The Durham club won the tournament and defended it two years later, beating Juventus 6-1 in doing so. As successive winners, they retained the trophy.

The West Auckland side with the 1909 Sir Thomas Lipton trophy
By Unknown – Here, Public Domain, https://commons.wikimedia.org/w/index.php?curid=102308607

Tyne Tees Television produced a film starring the late Dennis Waterman about the side.

Titled The World Cup: A Captain’s Tale, it also starred Nigel Hawthorne (Yes Minister’s Sir Humphrey Appleby) and Tim Healy (Auf Wiedersehn Pet).

Now called West Auckland Town, they are a staple of the top half of Division 1, finishing 6th last season.

The club is acquainted with Wembley Stadium. In 2011/12 and 2013/14, they twice reached the FA Vase final, held at Wembley Stadium. In 2012 they lost 2–0 to Dunston UTS and two years later, were runners-up again losing 1–0 to Sholing.



2014 FA Vase Final – Sholing 1 : 0 West Auckland Town


However, as of kick off, they find themselves looking up at Carlisle City in the Division 1 table, trailing by three points.

The Durham club started off with a decent draw at promoted side Heaton Stannington but lost 1-4 at home to Guisborough Town in midweek.

City also started with a draw at home to Sunderland RCA in their first match in the upper division. They then recorded their first win at Thornaby to move to 6th place with four points.

James Nichols is the City manager. He told us:

“Obviously we are delighted with the unbeaten start in the league but the FA Cup has generated an incredible thrill around the dressing room and club.

“It’s our first game in 42 years in the world’s most storied cup tournament.

“It’s a real achievement to get the club back in to this competition after so many years away.

“Although West Auckland are in our division, we have never played them before so there’s still that newness and uniqueness about visiting their ground.

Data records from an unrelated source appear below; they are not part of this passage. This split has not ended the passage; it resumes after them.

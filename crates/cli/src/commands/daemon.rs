//! `openloop daemon`: scheduled check-ins and reminders until Ctrl+C.

use crate::runtime::{Runtime, load_config};
use openloop_channels::notifier_for;
use openloop_scheduler::Scheduler;
use tokio_util::sync::CancellationToken;
use tracing::info;

pub async fn run() -> Result<(), Box<dyn std::error::Error>> {
    let config = load_config()?;
    let runtime = Runtime::build(&config).await?;

    let notifier = notifier_for(config.scheduler.webhook_url.as_deref());
    info!(notifier = notifier.name(), "Scheduled output destination");

    let scheduler = Scheduler::new(
        runtime.store.clone(),
        runtime.agent.clone(),
        notifier,
        config.scheduler.clone(),
    )
    .with_event_bus(runtime.event_bus.clone());

    let shutdown = CancellationToken::new();
    let on_signal = shutdown.clone();
    tokio::spawn(async move {
        if tokio::signal::ctrl_c().await.is_ok() {
            info!("Shutting down");
            on_signal.cancel();
        }
    });

    println!("openloop daemon running. Press Ctrl+C to stop.");
    scheduler.run(shutdown).await?;

    Ok(())
}
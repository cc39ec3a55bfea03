//! `openloop config`: the effective configuration.

use openloop_config::AppConfig;

pub async fn run() -> Result<(), Box<dyn std::error::Error>> {
    let path = AppConfig::config_path();
    let config = AppConfig::load().map_err(|e| format!("Failed to load config: {e}"))?;

    if path.exists() {
        println!("Config file: {}", path.display());
    } else {
        println!("Config file: {} (not found, using defaults)", path.display());
    }
    println!("Model:       {}", openloop_providers::resolve_model(&config));
    println!("Credentials: {}", if config.has_credentials() { "set" } else { "missing" });
    println!();
    println!("{config:#?}");

    Ok(())
}
//! Grouping and trimming of conversation history under a token budget.
//!
//! History is partitioned into [`MessageGroup`]s: an ordinary message on its
//! own, or an invocation together with the result messages that immediately
//! follow it. Trimming drops whole groups, oldest first, so a tool call is
//! never separated from its results. The newest group is always kept, even
//! when it alone exceeds the budget.
//!
//! Because surviving groups always form a suffix of the input, trimming
//! returns a sub-slice of the caller's history and never copies messages.

use openloop_core::message::Message;
use super::token::TokenEstimator;

/// An indivisible run of messages.
#[derive(Debug, Clone, Copy, PartialEq)]
pub struct MessageGroup<'a> {
    /// Messages of the group, in order
    pub messages: &'a [Message],

    /// Offset of the first message in the original history
    pub start: usize,

    /// Estimated cost of all messages in the group
    pub tokens: usize,
}

impl MessageGroup<'_> {
    pub fn len(&self) -> usize {
        self.messages.len()
    }

    pub fn is_empty(&self) -> bool {
        self.messages.is_empty()
    }
}

/// Result of a trim, with enough detail to log what happened.
#[derive(Debug, Clone, Copy)]
pub struct Trimmed<'a> {
    /// The surviving suffix of the history
    pub messages: &'a [Message],
    pub dropped_groups: usize,
    pub tokens_before: usize,
    pub tokens_after: usize,
}

impl Trimmed<'_> {
    pub fn was_trimmed(&self) -> bool {
        self.dropped_groups > 0
    }

    pub fn dropped_messages(&self, original_len: usize) -> usize {
        original_len - self.messages.len()
    }
}

impl TokenEstimator {
    /// Partition `history` into groups in one left-to-right pass.
    ///
    /// An invocation absorbs every contiguous result message after it; a
    /// truncated exchange simply yields a shorter group.
    pub fn group<'a>(&self, history: &'a [Message]) -> Vec<MessageGroup<'a>> {
        let mut groups = Vec::new();
        let mut i = 0;

        while i < history.len() {
            let start = i;
            i += 1;
            if history[start].is_invocation() {
                while i < history.len() && history[i].is_result() {
                    i += 1;
                }
            }

            let messages = &history[start..i];
            groups.push(MessageGroup {
                messages,
                start,
                tokens: self.messages(messages),
            });
        }

        groups
    }

    /// Drop the oldest groups until the history fits `max_tokens`.
    pub fn trim<'a>(&self, history: &'a [Message], max_tokens: usize) -> Trimmed<'a> {
        if history.is_empty() {
            return Trimmed {
                messages: history,
                dropped_groups: 0,
                tokens_before: 0,
                tokens_after: 0,
            };
        }

        let groups = self.group(history);
        let total: usize = groups.iter().map(|g| g.tokens).sum();

        if total <= max_tokens {
            return Trimmed {
                messages: history,
                dropped_groups: 0,
                tokens_before: total,
                tokens_after: total,
            };
        }

        let last = groups.len() - 1;
        let mut kept = total;
        let mut drop_until = 0;
        while drop_until < last && kept > max_tokens {
            kept -= groups[drop_until].tokens;
            drop_until += 1;
        }

        Trimmed {
            messages: &history[groups[drop_until].start..],
            dropped_groups: drop_until,
            tokens_before: total,
            tokens_after: kept,
        }
    }
}

/// Partition a history into trimming groups using the default estimator.
pub fn group_messages(history: &[Message]) -> Vec<MessageGroup<'_>> {
    TokenEstimator::DEFAULT.group(history)
}

/// Trim a history to `max_tokens` using the default estimator.
///
/// Returns the input unchanged when it already fits, and never returns an
/// empty slice for a non-empty input.
pub fn trim_messages(history: &[Message], max_tokens: usize) -> &[Message] {
    trim_messages_with(&TokenEstimator::DEFAULT, history, max_tokens)
}

/// Trim a history to `max_tokens` using custom estimation constants.
pub fn trim_messages_with<'a>(
    estimator: &TokenEstimator,
    history: &'a [Message],
    max_tokens: usize,
) -> &'a [Message] {
    estimator.trim(history, max_tokens).messages
}
#![allow(dead_code)]

use axum::{
    body::{to_bytes, Body},
    http::{header, Request, StatusCode},
    Router,
};
use chrono::{TimeZone, Utc};
use ikigai_api::{
    config::{Config, StorageBackend},
    create_router,
    services::{
        storage::{MemoryLocalCache, MemoryRemoteStore, MemoryUserDirectory},
        AppState,
    },
    utils::time::FixedClock,
};
use serde_json::{json, Value};
use std::sync::Arc;
use tower::ServiceExt;

pub struct TestApp {
    pub router: Router,
    pub state: Arc<AppState>,
    pub remote: Arc<MemoryRemoteStore>,
    pub cache: Arc<MemoryLocalCache>,
    pub clock: Arc<FixedClock>,
}

pub fn test_config() -> Config {
    Config {
        listen_addr: "127.0.0.1:0".to_string(),
        mongo_uri: "mongodb://unused".to_string(),
        mongo_database: "ikigai_test".to_string(),
        redis_uri: "redis://unused".to_string(),
        jwt_secret: "test-secret".to_string(),
        access_token_ttl_seconds: 3600,
        bcrypt_cost: 4,
        remote_timeout_ms: 200,
        storage_backend: StorageBackend::Memory,
        trusted_providers: vec!["google".to_string()],
    }
}

/// Router over in-memory backends whose failure switches stay reachable.
pub fn create_test_app() -> TestApp {
    let _ = tracing_subscriber::fmt()
        .with_test_writer()
        .with_max_level(tracing::Level::DEBUG)
        .try_init();

    let remote = Arc::new(MemoryRemoteStore::new());
    let cache = Arc::new(MemoryLocalCache::new());
    let clock = Arc::new(FixedClock::new(
        Utc.with_ymd_and_hms(2024, 3, 10, 9, 0, 0).unwrap(),
    ));

    let state = Arc::new(
        AppState::with_backends(
            test_config(),
            remote.clone(),
            cache.clone(),
            Arc::new(MemoryUserDirectory::new()),
            clock.clone(),
        )
        .expect("Failed to initialize test app state"),
    );

    TestApp {
        router: create_router(state.clone()),
        state,
        remote,
        cache,
        clock,
    }
}

impl TestApp {
    pub async fn send(
        &self,
        method: &str,
        uri: &str,
        token: Option<&str>,
        body: Option<Value>,
    ) -> (StatusCode, Value) {
        let mut builder = Request::builder().method(method).uri(uri);
        if let Some(token) = token {
            builder = builder.header(header::AUTHORIZATION, format!("Bearer {}", token));
        }
        let request = match body {
            Some(body) => builder
                .header(header::CONTENT_TYPE, "application/json")
                .body(Body::from(body.to_string()))
                .unwrap(),
            None => builder.body(Body::empty()).unwrap(),
        };

        let response = self.router.clone().oneshot(request).await.unwrap();
        let status = response.status();
        let bytes = to_bytes(response.into_body(), usize::MAX).await.unwrap();
        let body = if bytes.is_empty() {
            Value::Null
        } else {
            serde_json::from_slice(&bytes).unwrap_or_else(|_| {
                Value::String(String::from_utf8_lossy(&bytes).to_string())
            })
        };
        (status, body)
    }

    /// Registers a user and returns `(access_token, user_id)`.
    pub async fn register(&self, email: &str) -> (String, String) {
        let (status, body) = self
            .send(
                "POST",
                "/api/v1/auth/register",
                None,
                Some(json!({ "email": email, "password": "password123" })),
            )
            .await;
        assert_eq!(status, StatusCode::CREATED, "register failed: {}", body);
        (
            body["access_token"].as_str().unwrap().to_string(),
            body["user"]["id"].as_str().unwrap().to_string(),
        )
    }

    /// Signs in with the password used by [`TestApp::register`].
    pub async fn login(&self, email: &str) -> String {
        let (status, body) = self
            .send(
                "POST",
                "/api/v1/auth/login",
                None,
                Some(json!({ "email": email, "password": "password123" })),
            )
            .await;
        assert_eq!(status, StatusCode::OK, "login failed: {}", body);
        body["access_token"].as_str().unwrap().to_string()
    }
}
use axum::{
    extract::Request,
    http::{header::HeaderName, HeaderValue},
    middleware::Next,
    response::Response,
};
use tracing::Instrument;
use uuid::Uuid;

pub const REQUEST_ID_HEADER: &str = "x-request-id";

#[derive(Clone, Debug)]
pub struct RequestId(pub String);

/// Accepts or assigns an `x-request-id`, records it on a span around the
/// request and echoes it on the response.
pub async fn request_id_middleware(mut request: Request, next: Next) -> Response {
    let request_id = request
        .headers()
        .get(REQUEST_ID_HEADER)
        .and_then(|value| value.to_str().ok())
        .filter(|value| !value.is_empty() && value.len() <= 128)
        .map(|value| value.to_string())
        .unwrap_or_else(|| Uuid::new_v4().to_string());

    request
        .extensions_mut()
        .insert(RequestId(request_id.clone()));

    let span = tracing::info_span!("request", request_id = %request_id);
    let mut response = next.run(request).instrument(span).await;

    if let Ok(value) = HeaderValue::from_str(&request_id) {
        response
            .headers_mut()
            .insert(HeaderName::from_static(REQUEST_ID_HEADER), value);
    }

    response
}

“We are looking forward to it immensely but come Saturday, I hope my lads will be focused on the match rather than the occasion.”

The match kicks off at 3pm at West Auckland’s Wanted Stadium, on the Darlington Road. The X21 runs from Newcastle and the 84 and 85 from Bishop Auckland. If your eyes need testing and you accidentally find yourself at Barnard Castle, the 6 runs from there.

The winners will have the reward of a home tie against Goole or Consett on August 20.

416 clubs are playing in this Extra Preliminary Round, with the losers collecting £375 and the winners £1125. The 208 winners will be joined by 64 new clubs in the Preliminary Round.

Four further qualifying rounds follow before the First Round Proper where the League clubs enter on November 5.